Use part 1 of the Fundamental Theorem of Calculus to find the derivative.

1. Jan 13, 2013

Lo.Lee.Ta.

1. h(x) = ∫-3 to sin(x) of (cos(t^3) + t)dt

2. Okay, I know that you are supposed to replace t with the upper limit, and then I think you multiply that term by the derivative of the upper limit.

So I thought it would be:

cos(sinx)^3 * cos(x) + sinxcosx

But what even is cos(sinx)? I've seen sinxcosx before but not that...
But I put this answer anyway into my computer hw system, and it's counted wrong.
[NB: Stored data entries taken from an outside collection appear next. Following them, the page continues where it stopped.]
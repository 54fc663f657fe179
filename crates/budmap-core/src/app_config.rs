use std::net::SocketAddr;
use std::path::PathBuf;

#[derive(Debug, Clone, PartialEq, Eq)]
pub enum Environment {
    Development,
    Test,
    Production,
}

impl std::fmt::Display for Environment {
    fn fmt(&self, f: &mut std::fmt::Formatter<'_>) -> std::fmt::Result {
        match self {
            Environment::Development => write!(f, "development"),
            Environment::Test => write!(f, "test"),
            Environment::Production => write!(f, "production"),
        }
    }
}

/// Where the vendor catalog comes from.
#[derive(Debug, Clone, PartialEq, Eq)]
pub enum VendorSourceConfig {
    /// The catalog compiled into the binary.
    Seed,
    /// A YAML catalog file.
    File(PathBuf),
    /// A remote catalog service base URL.
    Remote(String),
}

#[derive(Clone)]
pub struct AppConfig {
    pub env: Environment,
    pub bind_addr: SocketAddr,
    pub log_level: String,
    pub vendor_source: VendorSourceConfig,
    /// JSON file for check-ins; `None` keeps them in memory.
    pub checkin_store_path: Option<PathBuf>,
    pub search_latency_ms: u64,
    pub lookup_latency_ms: u64,
    pub source_request_timeout_secs: u64,
    pub source_user_agent: String,
    pub maps_api_key: Option<String>,
    pub api_key_hash_salt: Option<String>,
}

impl std::fmt::Debug for AppConfig {
    fn fmt(&self, f: &mut std::fmt::Formatter<'_>) -> std::fmt::Result {
        f.debug_struct("AppConfig")
            .field("env", &self.env)
            .field("bind_addr", &self.bind_addr)
            .field("log_level", &self.log_level)
            .field("vendor_source", &self.vendor_source)
            .field("checkin_store_path", &self.checkin_store_path)
            .field("search_latency_ms", &self.search_latency_ms)
            .field("lookup_latency_ms", &self.lookup_latency_ms)
            .field(
                "source_request_timeout_secs",
                &self.source_request_timeout_secs,
            )
            .field("source_user_agent", &self.source_user_agent)
            .field(
                "maps_api_key",
                &self.maps_api_key.as_ref().map(|_| "[redacted]"),
            )
            .field(
                "api_key_hash_salt",
                &self.api_key_hash_salt.as_ref().map(|_| "[redacted]"),
            )
            .finish()
    }
}
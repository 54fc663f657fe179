use std::collections::BTreeMap;
use std::fs::{File, OpenOptions};
use std::io::ErrorKind;
use std::path::{Path, PathBuf};

use async_trait::async_trait;
use fs2::FileExt;

use crate::{KeyValueStore, StoreError};

/// JSON-file store: one object mapping keys to values.
///
/// Every operation goes to disk under an advisory lock on a sidecar
/// `<path>.lock` file, so any number of handles (in this process or another)
/// can share one path. `put` holds the exclusive lock across read, insert and
/// the temp-file rename; `get` reads under the shared lock.
#[derive(Debug)]
pub struct FileStore {
    path: PathBuf,
    lock_path: PathBuf,
}

impl FileStore {
    /// Open the store at `path`. A missing file is an empty store; it is
    /// created on the first `put`.
    ///
    /// # Errors
    ///
    /// - [`StoreError::Io`] if the file exists but cannot be read.
    /// - [`StoreError::Corrupt`] if it is not a JSON object of strings.
    pub async fn open(path: impl Into<PathBuf>) -> Result<Self, StoreError> {
        let path = path.into();
        let lock_path = sibling(&path, ".lock");

        let (data, lock) = (path.clone(), lock_path.clone());
        let entries = tokio::task::spawn_blocking(move || read_shared(&data, &lock)).await??;

        tracing::debug!(path = %path.display(), entries = entries.len(), "opened file store");

        Ok(Self { path, lock_path })
    }
}

#[async_trait]
impl KeyValueStore for FileStore {
    async fn put(&self, key: &str, value: &str) -> Result<(), StoreError> {
        let (path, lock_path) = (self.path.clone(), self.lock_path.clone());
        let (k, v) = (key.to_owned(), value.to_owned());

        let result = tokio::task::spawn_blocking(move || write_exclusive(&path, &lock_path, k, v))
            .await?;
        if let Err(e) = &result {
            tracing::error!(
                path = %self.path.display(),
                key,
                error = %e,
                "file store write failed"
            );
        }
        result
    }

    async fn get(&self, key: &str) -> Result<Option<String>, StoreError> {
        let (path, lock_path) = (self.path.clone(), self.lock_path.clone());
        let mut entries =
            tokio::task::spawn_blocking(move || read_shared(&path, &lock_path)).await??;
        Ok(entries.remove(key))
    }
}

fn io_err(path: &Path, source: std::io::Error) -> StoreError {
    StoreError::Io {
        path: path.display().to_string(),
        source,
    }
}

fn sibling(path: &Path, suffix: &str) -> PathBuf {
    let mut name = path.as_os_str().to_owned();
    name.push(suffix);
    PathBuf::from(name)
}

fn open_lock(lock_path: &Path) -> std::io::Result<File> {
    OpenOptions::new()
        .create(true)
        .truncate(false)
        .write(true)
        .open(lock_path)
}

/// Read the whole object under the shared lock. A store whose directory does
/// not exist yet is empty.
fn read_shared(path: &Path, lock_path: &Path) -> Result<BTreeMap<String, String>, StoreError> {
    let lock = match open_lock(lock_path) {
        Ok(lock) => lock,
        Err(e) if e.kind() == ErrorKind::NotFound => return Ok(BTreeMap::new()),
        Err(e) => return Err(io_err(lock_path, e)),
    };
    FileExt::lock_shared(&lock).map_err(|e| io_err(lock_path, e))?;
    // The lock is released when `lock` is dropped.
    read_entries(path)
}

fn write_exclusive(
    path: &Path,
    lock_path: &Path,
    key: String,
    value: String,
) -> Result<(), StoreError> {
    if let Some(parent) = path.parent().filter(|p| !p.as_os_str().is_empty()) {
        std::fs::create_dir_all(parent).map_err(|e| io_err(parent, e))?;
    }

    let lock = open_lock(lock_path).map_err(|e| io_err(lock_path, e))?;
    FileExt::lock_exclusive(&lock).map_err(|e| io_err(lock_path, e))?;

    let mut entries = read_entries(path)?;
    entries.insert(key, value);

    let body = serde_json::to_vec_pretty(&entries)?;
    let tmp_path = sibling(path, ".tmp");
    std::fs::write(&tmp_path, &body).map_err(|e| io_err(&tmp_path, e))?;

    if let Err(e) = std::fs::rename(&tmp_path, path) {
        let _ = std::fs::remove_file(&tmp_path);
        return Err(io_err(path, e));
    }

    tracing::debug!(path = %path.display(), entries = entries.len(), "file store written");
    Ok(())
}

fn read_entries(path: &Path) -> Result<BTreeMap<String, String>, StoreError> {
    match std::fs::read(path) {
        Ok(bytes) if bytes.iter().all(u8::is_ascii_whitespace) => Ok(BTreeMap::new()),
        Ok(bytes) => serde_json::from_slice(&bytes).map_err(|e| StoreError::Corrupt {
            path: path.display().to_string(),
            source: e,
        }),
        Err(e) if e.kind() == ErrorKind::NotFound => Ok(BTreeMap::new()),
        Err(e) => Err(io_err(path, e)),
    }
}
//! Vendor discovery for budmap.
//!
//! [`VendorSearchService`] ties together a [`VendorSource`] (embedded seed,
//! YAML file, or remote HTTP catalog), a check-in
//! [`budmap_store::KeyValueStore`], and a [`Clock`].

pub mod analytics;
pub mod clock;
pub mod error;
pub mod http_source;
pub mod search;
pub mod service;
pub mod source;

pub use analytics::VendorAnalytics;
pub use clock::{Clock, FixedClock, SystemClock};
pub use error::{ServiceError, SourceError};
pub use http_source::HttpVendorSource;
pub use search::{compare_results, matches_deal_type, run_search};
pub use service::{CheckInReceipt, ServiceConfig, VendorSearchService};
pub use source::{VendorCatalog, VendorSource};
Would you please tell me what I'm doing wrong?
Thank you! :)

2. Jan 13, 2013

Dick

(cos(sin(x)^3)+sin(x))*cos(x) is not the same thing as ((cos(sin(x))^3+sin(x))*cos(x). Do you see the difference? Which would you say is correct? I suspect you aren't using enough parentheses.

Last edited: Jan 13, 2013
3. Jan 13, 2013

Dick

I'll try to use some amateurish tex here to try to emphasize the difference between the important parts. $\cos((\sin x)^3)$ vs $(\cos(\sin x))^3$ Which one do you want?

4. Jan 13, 2013

Lo.Lee.Ta.

You were absolutely right! The parentheses were off!

cos((sinx)^3) should be the right one. I only want to cube the sinx.
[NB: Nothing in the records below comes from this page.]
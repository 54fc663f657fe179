mod vendors;

use std::sync::Arc;
use std::time::Duration;

use axum::{
    http::{header, HeaderName, Method, StatusCode},
    response::IntoResponse,
    routing::{get, post},
    Extension, Json, Router,
};
use budmap_vendors::{ServiceError, VendorSearchService};
use chrono::{DateTime, Utc};
use serde::Serialize;
use tower::ServiceBuilder;
use tower_http::cors::CorsLayer;

use crate::middleware::{
    enforce_rate_limit, request_id, require_bearer_auth, AuthState, RateLimitState, RequestId,
    REQUEST_ID_HEADER,
};

#[derive(Clone)]
pub struct AppState {
    pub service: Arc<VendorSearchService>,
    /// Google Maps key for route map pages; `None` disables them.
    pub maps_api_key: Option<Arc<str>>,
}

#[derive(Debug, Serialize)]
pub struct ApiResponse<T: Serialize> {
    pub data: T,
    pub meta: ResponseMeta,
}

#[derive(Debug, Serialize)]
pub struct ResponseMeta {
    pub request_id: String,
    pub timestamp: DateTime<Utc>,
}

#[derive(Debug, Serialize)]
pub struct ApiError {
    pub error: ErrorBody,
    pub meta: ResponseMeta,
}

#[derive(Debug, Serialize)]
pub struct ErrorBody {
    pub code: String,
    pub message: String,
}

#[derive(Debug, Serialize, PartialEq, Eq)]
struct HealthData {
    status: &'static str,
}

impl ResponseMeta {
    pub(super) fn new(request_id: String) -> Self {
        Self {
            request_id,
            timestamp: Utc::now(),
        }
    }
}

impl<T: Serialize> ApiResponse<T> {
    pub(super) fn new(request_id: String, data: T) -> Self {
        Self {
            data,
            meta: ResponseMeta::new(request_id),
        }
    }
}

impl ApiError {
    pub fn new(
        request_id: impl Into<String>,
        code: impl Into<String>,
        message: impl Into<String>,
    ) -> Self {
        Self {
            error: ErrorBody {
                code: code.into(),
                message: message.into(),
            },
            meta: ResponseMeta::new(request_id.into()),
        }
    }
}

impl IntoResponse for ApiError {
    fn into_response(self) -> axum::response::Response {
        let status = match self.error.code.as_str() {
            "not_found" => StatusCode::NOT_FOUND,
            "unauthorized" => StatusCode::UNAUTHORIZED,
            "bad_request" | "validation_error" => StatusCode::BAD_REQUEST,
            "rate_limited" => StatusCode::TOO_MANY_REQUESTS,
            "upstream_error" => StatusCode::BAD_GATEWAY,
            "service_unavailable" => StatusCode::SERVICE_UNAVAILABLE,
            _ => StatusCode::INTERNAL_SERVER_ERROR,
        };
        (status, Json(self)).into_response()
    }
}

/// Result count for a search: 20 when absent, clamped to 1..=100.
pub(super) fn normalize_max_results(max_results: Option<i64>) -> usize {
    let clamped = max_results.unwrap_or(20).clamp(1, 100);
    usize::try_from(clamped).unwrap_or(20)
}

pub(super) fn map_service_error(request_id: String, error: &ServiceError) -> ApiError {
    tracing::error!(error = %error, request_id = %request_id, "vendor service call failed");
    match error {
        ServiceError::Source(_) => {
            ApiError::new(request_id, "upstream_error", "vendor catalog unavailable")
        }
        ServiceError::Storage(_) => {
            ApiError::new(request_id, "internal_error", "check-in storage failed")
        }
        ServiceError::Unexpected(_) => {
            ApiError::new(request_id, "internal_error", "unexpected error")
        }
    }
}

fn build_cors() -> CorsLayer {
    CorsLayer::new()
        .allow_origin(tower_http::cors::Any)
        .allow_methods([Method::GET, Method::POST])
        .allow_headers([
            header::CONTENT_TYPE,
            header::AUTHORIZATION,
            HeaderName::from_static(REQUEST_ID_HEADER),
        ])
}

fn protected_router(auth: AuthState, rate_limit: RateLimitState) -> Router<AppState> {
    Router::new()
        .route("/api/v1/vendors", get(vendors::search_vendors))
        .route("/api/v1/vendors/{id}", get(vendors::get_vendor))
        .route("/api/v1/vendors/{id}/check-ins", post(vendors::check_in))
        .route("/api/v1/vendors/{id}/analytics", get(vendors::get_analytics))
        .route("/api/v1/vendors/{id}/directions", get(vendors::get_directions))
        .route("/api/v1/vendors/{id}/map", get(vendors::get_route_map))
        .layer(
            ServiceBuilder::new()
                .layer(axum::middleware::from_fn_with_state(
                    auth,
                    require_bearer_auth,
                ))
                .layer(axum::middleware::from_fn_with_state(
                    rate_limit,
                    enforce_rate_limit,
                )),
        )
}

pub fn build_app(state: AppState, auth: AuthState, rate_limit: RateLimitState) -> Router {
    let public_routes = Router::new().route("/api/v1/health", get(health));

    Router::new()
        .merge(public_routes)
        .merge(protected_router(auth, rate_limit))
        .layer(
            ServiceBuilder::new()
                .layer(build_cors())
                .layer(axum::middleware::from_fn(request_id)),
        )
        .with_state(state)
}

async fn health(Extension(req_id): Extension<RequestId>) -> impl IntoResponse {
    Json(ApiResponse::new(req_id.0, HealthData { status: "ok" }))
}

pub fn default_rate_limit_state() -> RateLimitState {
    RateLimitState::new(120, Duration::from_secs(60))
}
[cos(sin(x)^3) + sin(x)]cos(x)

Oh, this may sound dumb, but... if you were to multiply this out, how would it be written?

Could you condense the cosines (to something like cos^2(x)(sin(x)^3) or would it have to remain as cos(sin(x)^3)*cos(x) ?

cos^2(x) means cos(x)*cos(x)... But there are not two x's... So is cos(sin(x)^3)*cos(x) the most simplified version?

Thank you so much for helping! :)

5. Jan 13, 2013

Dick

cos(sin(x)^3) is the most simplified version. There's not much you can do with it. There's no trig law that will let you expand it out.

Last edited: Jan 13, 2013
6. Jan 13, 2013

Lo.Lee.Ta.

Oh, okay. Thank you so much! :)